O bem necessário
Considero de grande valia a leitura do livrinho O que é Pós-moderno, escrito por Jair Ferreira dos Santos para a coleção Primeiros Passos (Brasiliense). O livro é dos anos 80, mas só fui lê-lo em 2005 quando me preparava para um mestrado que provavelmente jamais irei fazer. Amo por demais a vagabundagem intelectual e não me vejo entre acadêmicos rigorosos ou entre farsantes da pior espécie.
Apesar da desagregação terrível engendrada pelo capitalismo, recentemente alguns amigos se juntaram para uma discussão num bar em que a música não tocava tão alto e os esnobes-vencedores-possuidores-de-off-roads-e-triplex-e-celulares-que-tocam-com-os-relinchos-dos-seus-puro-sangues não haviam invadido o local ainda.
Falamos sobre vários temas, usando de franqueza, sem que ninguém brandisse em seu favor um MBA da Fundação Getúlio Vargas, uma amizade com executivos do Banco Mundial ou o primeiro milhão conquistado antes dos 40 anos. Ninguém sacou de um charuto havana, ninguém pediu uma garrafa de vinho de R$ 300, a mesma que tomou em Paris na última primavera. Nem passou inopinadamente a falar do atual namorado da Ivete Sangalo.
Mas ao ouvir a expressão “pós-modernidade”, um desses amigos reagiu dizendo que há controvérsias sobre se estamos mesmo na pós-modernidade, ou se tudo o que se passa não é apenas e tão-somente a velha modernidade, num estágio avançado.

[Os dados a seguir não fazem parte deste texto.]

//! Raw-output-path tests: CSV download from object storage, cleanup.

use std::sync::Arc;

use pretty_assertions::assert_eq;
use url::Url;

use quarry::service::{MockExecutionService, MockStorageService, MOCK_EXECUTION_ID};
use quarry::{ClientConfig, ColumnDef, ColumnType, ExecutionMetadata, QuarryError, Value};

use super::{build_client, fast_config, BUCKET};

fn output_url() -> Url {
    Url::parse(&format!("{BUCKET}{MOCK_EXECUTION_ID}.csv")).unwrap()
}

fn typed_schema() -> Vec<ColumnDef> {
    vec![
        ColumnDef::new("id", ColumnType::Integer),
        ColumnDef::new("name", ColumnType::String),
        ColumnDef::new("active", ColumnType::Boolean),
    ]
}

fn raw_config() -> ClientConfig {
    ClientConfig {
        format_json: false,
        ..fast_config()
    }
}

#[tokio::test]
async fn raw_path_parses_csv_with_schema_from_metadata_fetch() {
    let execution =
        Arc::new(MockExecutionService::new().with_page(typed_schema(), Vec::new()));
    let storage = Arc::new(MockStorageService::new());
    storage.put(
        &output_url(),
        b"id,name,active\n1,Ada,true\n2,,false\n".to_vec(),
    );
    let client = build_client(execution, storage, raw_config());

    let envelope = client.query("SELECT * FROM people").await.unwrap();

    assert_eq!(envelope.count, 2);
    assert!(envelope.next_token.is_none());
    let items = envelope.items.unwrap();
    assert_eq!(items[0].get("id"), Some(&Value::Int(1)));
    assert_eq!(items[0].get("active"), Some(&Value::Bool(true)));
    // Unquoted empty field is null, not an empty string.
    assert_eq!(items[1].get("name"), Some(&Value::Null));
}

#[tokio::test]
async fn raw_path_reads_the_location_the_service_reported() {
    let reported = Url::parse("s3://spill-bucket/nested/out.csv").unwrap();
    let execution = Arc::new(
        MockExecutionService::new()
            .with_page(typed_schema(), Vec::new())
            .with_final_metadata(ExecutionMetadata {
                output_location: Some(reported.clone()),
                ..ExecutionMetadata::default()
            }),
    );
    let storage = Arc::new(MockStorageService::new());
    storage.put(&reported, b"id,name,active\n7,Grace,true\n".to_vec());
    // A bucket without a trailing slash cannot derive the object path;
    // the reported location must be used instead.
    let config = ClientConfig {
        output_bucket: "s3://test-bucket/results".to_string(),
        ..raw_config()
    };
    let client = build_client(execution, storage, config);

    let envelope = client.query("SELECT * FROM people").await.unwrap();

    assert_eq!(envelope.count, 1);
    assert_eq!(envelope.output_location, Some(reported));
    let items = envelope.items.unwrap();
    assert_eq!(items[0].get("id"), Some(&Value::Int(7)));
}

#[tokio::test]
async fn raw_path_surfaces_missing_object() {
    let execution =
        Arc::new(MockExecutionService::new().with_page(typed_schema(), Vec::new()));
    let client = build_client(execution, Arc::new(MockStorageService::new()), raw_config());

    let err = client.query("SELECT * FROM people").await.unwrap_err();
    assert!(matches!(err, QuarryError::Storage(_)));
}

#[tokio::test]
async fn raw_path_surfaces_malformed_rows() {
    let execution =
        Arc::new(MockExecutionService::new().with_page(typed_schema(), Vec::new()));
    let storage = Arc::new(MockStorageService::new());
    storage.put(&output_url(), b"id,name,active\nseven,Ada,true\n".to_vec());
    let client = build_client(execution, storage, raw_config());

    let err = client.query("SELECT * FROM people").await.unwrap_err();
    assert!(matches!(err, QuarryError::MalformedRow(_)));
    assert!(err.to_string().contains("declared integer"));
}

#[tokio::test]
async fn delete_after_read_removes_the_output_object() {
    let execution =
        Arc::new(MockExecutionService::new().with_page(typed_schema(), Vec::new()));
    let storage = Arc::new(MockStorageService::new());
    storage.put(&output_url(), b"id,name,active\n1,Ada,true\n".to_vec());
    let config = ClientConfig {
        delete_output_after_read: true,
        ..raw_config()
    };
    let client = build_client(execution, storage.clone(), config);

    let envelope = client.query("SELECT * FROM people").await.unwrap();

    assert_eq!(envelope.count, 1);
    assert_eq!(storage.deleted().len(), 1);
    assert!(storage.deleted()[0].ends_with(&format!("{MOCK_EXECUTION_ID}.csv")));
}

#[tokio::test]
async fn delete_failures_are_logged_not_surfaced() {
    // Nothing stored at the output location: the delete fails, but the
    // structured read already produced a result.
    let execution = Arc::new(MockExecutionService::new().with_page(
        vec![ColumnDef::new("_col0", ColumnType::Integer)],
        vec![
            vec![Some("_col0".to_string())],
            vec![Some("1".to_string())],
        ],
    ));
    let config = ClientConfig {
        delete_output_after_read: true,
        ..fast_config()
    };
    let client = build_client(execution, Arc::new(MockStorageService::new()), config);

    let envelope = client.query("SELECT 1").await.unwrap();
    assert_eq!(envelope.count, 1);
}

Seria de decrepitude(rs)?
Discordei no ato, lembrando a existência desse livro de bolso, em que o Jair faz uma caracterização bastante convincente, ajuntando exemplos gritantes capazes de nos fazer ver que esta é uma nova fase na história da humanidade, com seu alto grau de dispersão, superficialidade, ênfase na tecnologia, degradação ideológica (para o bem ou para o mal)
Mudo de parágrafo para, sem equívocos, repetir a última frase do anterior: “para o bem ou para o mal”.
Ora, nada é tão pós-moderno quanto a corrupção desses conceitos e a inversão dos seus pólos. No último feriado, ouvi de um alternativo-neo-yuppie um elogio ao que ele chamou de uma aliança inevitável entre o bem e o mal, que também chamou de “o diabo”. Podem me dizer que não há grande novidade nisso, até me recordando os versos de Raul Seixas “Olha o mal / Vem de braços e abraços com o bem/ Num romance astral”. Acho que a novidade é que há uma ideologia não assumida como tal, que, longe de relativizar o conceito de mal e bem, com a ampliação das possibilidades de se viver, criou uma aura de legitimidade para o mal. E o bem que se vire e se adapte, porque são os novos tempos, compreendem? Em suma, o mal também virou um produto. E o bem também só serve se souber se embalar e se vender. Então até para fazer o bem, é preciso ter uma boa estratégia de marketing.
Sim, a pós-modernidade existe. É a era do capital em escala máxima de lucro e penetração planetária. O resultado é o caos cultural e social, o esfacelamento das mentalidades, a violência.
Mas por favor, não me tenham como um reacionário. Sem querer voltar ao passado, moderno ou não, advoguemos (rs) uma outra pós-modernidade, em que a fragmentação signifique a constituição de novas unidades e em que vender não seja mais do que um mal necessário.